## Unsupervised Learning - Clustering - K-Means


Modify the scratch code of K-means clustering in our lecture:
- Modify so it print out the total within-cluster variation.  Then try to run several k and identify which k is best.
- Since k-means can be slow due to its pairwise computations, let's implement a mini-batch k-means in which the cluster is create using only partial subset of samples.
- Put everything into a class

Mini-Batch will rarely converge, thus it is important to add a max_iteration or some tolerance.  Last, theoretically speaking, Mini-Batch will never perform better in terms of accuracy when compare to K-means, but it is very close to optimal but will almost always beat K-means in terms of time given large dataset and a modest tolerance parameter.

#### st122645

In [109]:
import numpy as np
import matplotlib.pyplot as plt
from sklearn.datasets import make_blobs
from sklearn.metrics import pairwise_distances_argmin
from time import time


In [110]:
X, y_true = make_blobs(n_samples=1500, centers=4, cluster_std=0.60, random_state=0)

In [113]:
class KM:
    def __init__(self,n_clusters, replacement = True, batch_size = 100, max_iter = 100):
        self.n_clusters = n_clusters
        self.replacement=replacement
        self.batch_size = batch_size
        self.max_iter = max_iter
        
    def fit(self, X):
        m, n = X.shape

        # 1. randomly choose n clusters from X; you can also randomly generate any two points
        rng = np.random.RandomState(94)
        i = rng.permutation(m)[:self.n_clusters]
        self.centers = X[i]

        iteration = 0

        while True:
            # 2. assign lables based on closest center
            # return the index of centers having smallest distance with X
            labels = pairwise_distances_argmin(X, self.centers)

            # 3. find new centers
            new_centers = []
            for i in range(self.n_clusters):
                new_centers.append(X[labels == i].mean(axis=0))

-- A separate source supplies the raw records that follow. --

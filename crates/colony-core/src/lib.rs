//! Colony Core -- building registry and lifecycle for colony simulations.
//!
//! This crate maps building type names, concrete kinds, wire ids and trigger
//! blocks to one another, rebuilds buildings from save data and network
//! frames, and tracks each building's open requests, work orders and
//! storage containers.
//!
//! # Lifecycle
//!
//! 1. **Startup** -- Build a [`registry::TypeRegistry`] once and share it by
//!    reference.
//! 2. **Load** -- [`colony::Colony::load`] restores buildings through a
//!    [`factory::BuildingFactory`]; a building that fails to restore is
//!    logged and skipped.
//! 3. **Play** -- Trigger placements create fresh buildings; buildings submit
//!    requests, schedule work orders and move items into their containers.
//! 4. **Replicate** -- Each building encodes a fixed 16-byte
//!    [`view::ViewFrame`] for clients.
//! 5. **Save** -- [`colony::Colony::save`] writes a versioned save with one
//!    blob per building.
//!
//! ```rust,ignore
//! let registry = TypeRegistry::standard()?;
//! let factory = BuildingFactory::new(&registry);
//! let mut colony = Colony::new(ColonyId(1), world);
//! let hut = colony.place(&factory, &placement)?;
//! colony.with_building(hut, |b, ctx| b.request_upgrade(ctx));
//! let bytes = colony.save(&registry)?;
//! ```
//!
//! # Key Types
//!
//! - [`kind::BuildingKind`] -- Closed set of building kinds.
//! - [`registry::TypeRegistry`] -- Immutable name/kind/id/trigger tables.
//! - [`building::BuildingRecord`] -- One placed building.
//! - [`request_index::RequestIndex`] -- A building's open requests, indexed
//!   by kind, token and worker.
//! - [`inventory::InventoryBridge`] -- Primary/secondary container routing.
//! - [`view::BuildingView`] -- Client-side projection.

pub mod building;
pub mod colony;
pub mod dirty;
pub mod event;
pub mod factory;
pub mod id;
pub mod inventory;
pub mod item;
pub mod kind;
pub mod registry;
pub mod request;
pub mod request_index;
pub mod serialize;
pub mod view;
pub mod work_order;

#[cfg(any(test, feature = "test-utils"))]
pub mod test_utils;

            # convert list to np.array; you can actually combine 3 with np.array in one sentence 
            new_centers = np.array(new_centers)

            # plotting purpose
            # plot every 5th iteration to save space; remove this if, if you want to see each snapshot
            if (iteration % 5 == 0):
                pred = pairwise_distances_argmin(X, new_centers)
#                 plt.figure(figsize=(5, 2))
#                 plt.title(f"Iteration: {iteration}")
#                 plt.scatter(X[:, 0], X[:, 1], c=pred)
#                 plt.scatter(new_centers[:, 0], new_centers[:, 1], s=100, c="black", alpha=0.6)

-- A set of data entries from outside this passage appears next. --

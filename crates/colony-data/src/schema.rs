//! Serde data file structs for building type definitions.
//!
//! A `buildings.{ron,json,toml}` file lists one entry per building type.
//! Entries are resolved into a [`colony_core::registry::TypeRegistry`] by the
//! loader.

use serde::Deserialize;

/// One building type definition in a data file.
///
/// ```ron
/// (name: "Home", kind: "Home", trigger: Some("blockHutCitizen"))
/// ```
#[derive(Debug, Clone, PartialEq, Eq, Deserialize)]
pub struct BuildingTypeData {
    /// Registry name, written into saves.
    pub name: String,
    /// Variant name of the building kind, e.g. `"Warehouse"`.
    pub kind: String,
    /// Trigger block. Defaults to the kind's stock trigger.
    #[serde(default)]
    pub trigger: Option<String>,
    /// Wire tag. Defaults to the kind's stable id.
    #[serde(default)]
    pub serialized_id: Option<i32>,
}

#[cfg(test)]
mod tests {
    use super::*;

    #[test]
    fn optional_fields_default_to_none() {
        let entry: BuildingTypeData =
            ron::from_str(r#"(name: "Baker", kind: "Baker")"#).unwrap();
        assert_eq!(entry.trigger, None);
        assert_eq!(entry.serialized_id, None);
    }

    #[test]
    fn json_entry_with_overrides() {
        let entry: BuildingTypeData = serde_json::from_str(
            r#"{"name": "Bakery", "kind": "Baker", "trigger": "blockBakery", "serialized_id": 900}"#,
        )
        .unwrap();
        assert_eq!(entry.name, "Bakery");
        assert_eq!(entry.trigger.as_deref(), Some("blockBakery"));
        assert_eq!(entry.serialized_id, Some(900));
    }
}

            # 4 stopping criteria - if centers do not change anymore, we stop!
            if(np.allclose(self.centers, new_centers)):
                break
            else:
                self.centers = new_centers
                iteration+=1

        print(f"Done in {iteration} iterations")
#         return centers

        total_with_variation_score = 0
        labels = pairwise_distances_argmin(X, self.centers) #<---Note I use X here.  Why?
        for i in range(self.n_clusters):
            cluster_mean = X[labels==i].mean(axis=0)
            total_with_variation_score += ((X[labels==i] - cluster_mean)** 2).sum()
            
        print("Total with variation score: ", total_with_variation_score)
        
    def predict(self, X):
        return pairwise_distances_argmin(X, self.centers)


In [117]:
for n_clusters in range(1,9):
    print(f"=====k = {n_clusters}")
    start = time()
    model = KM(n_clusters)
    model.fit(X)
    preds = model.predict(X)
    print(f"Fit and predict time {time() - start}")
   

=====k = 1
Done in 1 iterations
Total with variation score:  14005.126690305286
Fit and predict time 0.003000497817993164
=====k = 2
Done in 10 iterations
Total with variation score:  5805.884294336651
Fit and predict time 0.008002281188964844
=====k = 3
Done in 8 iterations
Total with variation score:  2493.8460360964195
Fit and predict time 0.00599980354309082
=====k = 4
Done in 3 iterations
Total with variation score:  1006.3420400278767
Fit and predict time 0.0030014514923095703
=====k = 5
Done in 12 iterations
Total with variation score:  921.7604906042242
Fit and predict time 0.008001327514648438
=====k = 6
Done in 12 iterations
Total with variation score:  844.5064140178886
Fit and predict time 0.00800180435180664
=====k = 7
Done in 12 iterations
Total with variation score:  764.1291155529301
Fit and predict time 0.009001970291137695
=====k = 8
Done in 13 iterations
Total with variation score:  663.9292594307542
Fit and predict time 0.010002613067626953


In [125]:
# for n_clusters in range(1,9):
#     plt.figure()
#     plt.scatter(X[:, 0], X[:, 1], c=preds, s=50)
#     plt.title("Result")